Your task
Work through the records below, line by line, and say how many lines include "symphonia", with nothing else.

Listed records
%%
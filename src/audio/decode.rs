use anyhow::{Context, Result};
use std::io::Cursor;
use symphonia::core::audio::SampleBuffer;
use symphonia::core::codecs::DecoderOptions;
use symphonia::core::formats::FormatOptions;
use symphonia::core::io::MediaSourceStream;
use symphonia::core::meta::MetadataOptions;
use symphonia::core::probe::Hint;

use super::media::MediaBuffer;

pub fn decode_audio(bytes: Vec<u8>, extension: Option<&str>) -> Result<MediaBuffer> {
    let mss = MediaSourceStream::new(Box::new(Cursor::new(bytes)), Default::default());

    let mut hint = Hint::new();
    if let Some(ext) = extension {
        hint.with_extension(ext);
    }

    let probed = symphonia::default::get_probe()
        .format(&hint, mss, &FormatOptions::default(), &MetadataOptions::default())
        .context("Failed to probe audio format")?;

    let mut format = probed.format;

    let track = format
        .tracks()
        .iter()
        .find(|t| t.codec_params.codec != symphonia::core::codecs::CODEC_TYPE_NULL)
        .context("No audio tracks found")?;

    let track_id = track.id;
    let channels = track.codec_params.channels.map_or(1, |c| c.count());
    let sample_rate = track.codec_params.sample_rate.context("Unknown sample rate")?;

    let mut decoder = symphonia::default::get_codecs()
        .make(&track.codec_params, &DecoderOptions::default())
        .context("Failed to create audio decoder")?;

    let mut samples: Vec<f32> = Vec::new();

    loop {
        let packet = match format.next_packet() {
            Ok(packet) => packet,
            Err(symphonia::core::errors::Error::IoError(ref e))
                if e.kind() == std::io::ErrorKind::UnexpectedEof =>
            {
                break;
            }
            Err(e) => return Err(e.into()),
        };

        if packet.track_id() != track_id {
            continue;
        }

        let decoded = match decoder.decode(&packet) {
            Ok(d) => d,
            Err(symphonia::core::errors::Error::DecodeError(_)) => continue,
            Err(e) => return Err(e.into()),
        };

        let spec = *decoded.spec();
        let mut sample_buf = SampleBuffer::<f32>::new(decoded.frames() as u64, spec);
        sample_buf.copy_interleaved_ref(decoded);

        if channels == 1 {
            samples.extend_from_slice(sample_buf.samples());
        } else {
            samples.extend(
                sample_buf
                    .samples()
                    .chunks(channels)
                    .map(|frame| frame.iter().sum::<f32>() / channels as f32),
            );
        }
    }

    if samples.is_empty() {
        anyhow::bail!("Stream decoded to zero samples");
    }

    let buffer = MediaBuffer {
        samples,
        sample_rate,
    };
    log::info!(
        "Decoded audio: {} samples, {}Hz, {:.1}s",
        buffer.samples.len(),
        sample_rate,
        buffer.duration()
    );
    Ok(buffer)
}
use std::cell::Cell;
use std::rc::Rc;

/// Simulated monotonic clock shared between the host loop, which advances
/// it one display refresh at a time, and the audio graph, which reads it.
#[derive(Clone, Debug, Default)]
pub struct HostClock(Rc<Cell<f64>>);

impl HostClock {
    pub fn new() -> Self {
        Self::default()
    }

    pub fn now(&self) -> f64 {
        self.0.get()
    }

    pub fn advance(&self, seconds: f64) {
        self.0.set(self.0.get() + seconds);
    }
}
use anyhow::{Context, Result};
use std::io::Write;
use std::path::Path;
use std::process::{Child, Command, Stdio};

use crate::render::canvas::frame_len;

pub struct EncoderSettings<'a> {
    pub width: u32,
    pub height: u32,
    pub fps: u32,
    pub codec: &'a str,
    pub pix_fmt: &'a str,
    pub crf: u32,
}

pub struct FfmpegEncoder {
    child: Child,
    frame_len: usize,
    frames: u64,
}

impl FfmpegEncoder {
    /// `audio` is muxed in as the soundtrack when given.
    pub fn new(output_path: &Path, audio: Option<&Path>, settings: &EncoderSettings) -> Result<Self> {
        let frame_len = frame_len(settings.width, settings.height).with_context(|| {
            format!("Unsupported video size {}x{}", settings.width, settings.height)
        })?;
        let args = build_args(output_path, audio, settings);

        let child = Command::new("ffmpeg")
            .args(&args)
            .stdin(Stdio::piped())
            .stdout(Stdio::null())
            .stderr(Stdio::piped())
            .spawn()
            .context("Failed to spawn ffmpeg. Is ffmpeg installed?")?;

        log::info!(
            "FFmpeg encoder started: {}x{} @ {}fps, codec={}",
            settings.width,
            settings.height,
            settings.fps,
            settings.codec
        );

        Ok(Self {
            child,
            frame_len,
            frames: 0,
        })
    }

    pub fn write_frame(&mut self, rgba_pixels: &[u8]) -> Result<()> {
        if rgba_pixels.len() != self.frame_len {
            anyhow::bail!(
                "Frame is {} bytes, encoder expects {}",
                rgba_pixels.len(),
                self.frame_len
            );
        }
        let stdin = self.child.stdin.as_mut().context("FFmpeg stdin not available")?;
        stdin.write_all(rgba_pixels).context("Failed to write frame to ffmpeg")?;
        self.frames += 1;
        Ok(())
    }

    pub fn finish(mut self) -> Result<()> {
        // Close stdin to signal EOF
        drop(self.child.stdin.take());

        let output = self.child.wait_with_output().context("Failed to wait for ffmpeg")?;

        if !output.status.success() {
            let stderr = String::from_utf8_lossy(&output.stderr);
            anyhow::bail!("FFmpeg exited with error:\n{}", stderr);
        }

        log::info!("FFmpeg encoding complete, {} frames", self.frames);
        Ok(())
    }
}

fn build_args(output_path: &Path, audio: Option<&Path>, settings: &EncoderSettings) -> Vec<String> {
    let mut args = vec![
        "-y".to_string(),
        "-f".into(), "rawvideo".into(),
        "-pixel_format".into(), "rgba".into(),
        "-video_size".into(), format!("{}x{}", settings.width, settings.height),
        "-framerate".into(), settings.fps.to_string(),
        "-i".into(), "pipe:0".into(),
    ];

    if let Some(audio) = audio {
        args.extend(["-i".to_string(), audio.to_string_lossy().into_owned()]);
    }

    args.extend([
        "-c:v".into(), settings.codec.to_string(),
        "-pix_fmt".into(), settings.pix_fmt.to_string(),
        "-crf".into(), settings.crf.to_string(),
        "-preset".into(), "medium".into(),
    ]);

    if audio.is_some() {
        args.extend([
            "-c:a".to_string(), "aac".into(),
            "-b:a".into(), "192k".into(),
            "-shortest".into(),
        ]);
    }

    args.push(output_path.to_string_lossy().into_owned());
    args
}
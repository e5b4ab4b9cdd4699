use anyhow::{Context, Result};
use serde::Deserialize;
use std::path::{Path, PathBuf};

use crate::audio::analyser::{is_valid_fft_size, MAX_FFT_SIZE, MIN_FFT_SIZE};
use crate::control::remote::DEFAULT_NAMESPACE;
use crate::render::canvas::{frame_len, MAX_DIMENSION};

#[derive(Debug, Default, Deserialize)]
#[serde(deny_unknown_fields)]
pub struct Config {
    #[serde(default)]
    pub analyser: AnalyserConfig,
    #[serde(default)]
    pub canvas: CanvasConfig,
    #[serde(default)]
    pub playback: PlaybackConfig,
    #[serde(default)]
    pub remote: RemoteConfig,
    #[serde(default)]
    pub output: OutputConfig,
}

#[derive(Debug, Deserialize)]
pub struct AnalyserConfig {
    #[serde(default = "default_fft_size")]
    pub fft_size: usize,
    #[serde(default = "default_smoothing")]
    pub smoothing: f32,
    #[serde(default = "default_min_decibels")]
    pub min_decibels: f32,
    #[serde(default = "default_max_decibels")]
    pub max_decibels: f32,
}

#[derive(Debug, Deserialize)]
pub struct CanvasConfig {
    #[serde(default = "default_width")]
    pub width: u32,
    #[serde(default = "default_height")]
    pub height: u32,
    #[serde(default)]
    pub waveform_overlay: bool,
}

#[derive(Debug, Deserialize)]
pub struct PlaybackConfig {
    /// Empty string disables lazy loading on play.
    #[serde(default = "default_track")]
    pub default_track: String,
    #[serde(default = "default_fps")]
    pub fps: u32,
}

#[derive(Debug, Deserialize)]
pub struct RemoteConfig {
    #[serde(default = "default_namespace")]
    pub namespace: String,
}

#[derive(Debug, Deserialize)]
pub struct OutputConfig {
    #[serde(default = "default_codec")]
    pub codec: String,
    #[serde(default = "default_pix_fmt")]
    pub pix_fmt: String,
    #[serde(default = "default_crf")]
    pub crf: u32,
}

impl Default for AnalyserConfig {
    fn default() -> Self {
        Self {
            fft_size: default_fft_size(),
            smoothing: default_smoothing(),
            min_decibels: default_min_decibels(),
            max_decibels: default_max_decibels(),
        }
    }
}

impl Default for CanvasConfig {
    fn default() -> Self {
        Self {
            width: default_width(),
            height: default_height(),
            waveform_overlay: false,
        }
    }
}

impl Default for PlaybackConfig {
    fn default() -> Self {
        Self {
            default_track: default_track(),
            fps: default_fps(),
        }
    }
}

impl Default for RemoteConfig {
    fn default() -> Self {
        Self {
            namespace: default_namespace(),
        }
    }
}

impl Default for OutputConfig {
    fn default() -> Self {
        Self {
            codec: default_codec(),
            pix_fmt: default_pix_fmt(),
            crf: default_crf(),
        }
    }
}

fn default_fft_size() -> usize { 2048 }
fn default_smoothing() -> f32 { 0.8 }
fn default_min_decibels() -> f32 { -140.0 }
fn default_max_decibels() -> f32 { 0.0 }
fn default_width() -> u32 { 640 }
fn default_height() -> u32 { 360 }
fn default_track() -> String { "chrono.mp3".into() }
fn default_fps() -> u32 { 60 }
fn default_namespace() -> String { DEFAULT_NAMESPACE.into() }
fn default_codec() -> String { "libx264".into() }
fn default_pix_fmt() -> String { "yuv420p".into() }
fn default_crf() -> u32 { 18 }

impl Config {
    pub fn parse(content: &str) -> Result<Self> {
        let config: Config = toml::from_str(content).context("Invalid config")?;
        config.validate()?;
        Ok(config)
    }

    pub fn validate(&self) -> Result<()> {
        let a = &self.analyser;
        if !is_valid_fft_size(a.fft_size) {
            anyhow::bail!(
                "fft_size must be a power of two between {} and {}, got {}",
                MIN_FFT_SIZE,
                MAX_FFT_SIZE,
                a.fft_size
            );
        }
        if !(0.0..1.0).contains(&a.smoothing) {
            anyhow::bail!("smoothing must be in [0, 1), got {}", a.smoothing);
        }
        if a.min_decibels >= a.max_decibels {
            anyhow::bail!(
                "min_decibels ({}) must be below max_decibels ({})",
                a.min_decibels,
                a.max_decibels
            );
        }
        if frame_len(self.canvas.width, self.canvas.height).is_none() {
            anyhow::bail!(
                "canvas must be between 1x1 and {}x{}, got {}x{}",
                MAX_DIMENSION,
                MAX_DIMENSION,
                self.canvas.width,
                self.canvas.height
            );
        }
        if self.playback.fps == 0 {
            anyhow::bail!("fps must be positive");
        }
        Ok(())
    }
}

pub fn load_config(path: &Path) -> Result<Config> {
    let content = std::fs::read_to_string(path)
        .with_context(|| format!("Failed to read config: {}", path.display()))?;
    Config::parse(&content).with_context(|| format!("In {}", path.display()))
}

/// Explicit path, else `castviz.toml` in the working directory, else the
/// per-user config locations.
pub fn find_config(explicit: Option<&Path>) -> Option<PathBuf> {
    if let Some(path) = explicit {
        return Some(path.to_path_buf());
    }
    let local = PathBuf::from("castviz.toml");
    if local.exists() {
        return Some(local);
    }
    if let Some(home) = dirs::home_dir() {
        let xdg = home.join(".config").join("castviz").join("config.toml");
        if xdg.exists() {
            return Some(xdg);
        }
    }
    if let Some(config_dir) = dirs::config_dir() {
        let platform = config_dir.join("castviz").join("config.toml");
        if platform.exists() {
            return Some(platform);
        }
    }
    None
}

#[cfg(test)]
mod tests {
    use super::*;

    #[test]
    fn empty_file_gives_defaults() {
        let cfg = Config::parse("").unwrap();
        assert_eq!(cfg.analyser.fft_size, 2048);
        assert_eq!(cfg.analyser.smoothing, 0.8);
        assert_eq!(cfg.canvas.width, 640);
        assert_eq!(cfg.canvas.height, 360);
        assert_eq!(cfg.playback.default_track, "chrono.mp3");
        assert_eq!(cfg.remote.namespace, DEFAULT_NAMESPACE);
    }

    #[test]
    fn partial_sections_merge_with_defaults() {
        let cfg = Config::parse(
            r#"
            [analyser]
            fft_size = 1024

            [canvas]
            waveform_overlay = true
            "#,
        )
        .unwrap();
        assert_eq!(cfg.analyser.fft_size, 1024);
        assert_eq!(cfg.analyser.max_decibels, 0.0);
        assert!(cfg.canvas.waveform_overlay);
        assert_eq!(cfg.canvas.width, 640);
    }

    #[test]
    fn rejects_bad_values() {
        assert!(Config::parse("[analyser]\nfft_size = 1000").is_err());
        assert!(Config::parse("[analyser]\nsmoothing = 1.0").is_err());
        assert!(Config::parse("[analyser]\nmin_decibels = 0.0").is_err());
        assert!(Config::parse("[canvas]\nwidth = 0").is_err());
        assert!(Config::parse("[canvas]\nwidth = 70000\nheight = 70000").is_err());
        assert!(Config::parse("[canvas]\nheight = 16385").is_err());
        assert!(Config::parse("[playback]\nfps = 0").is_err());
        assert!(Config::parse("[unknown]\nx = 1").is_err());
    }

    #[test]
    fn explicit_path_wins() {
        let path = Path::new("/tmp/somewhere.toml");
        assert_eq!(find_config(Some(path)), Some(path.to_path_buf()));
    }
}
%%
Your response
11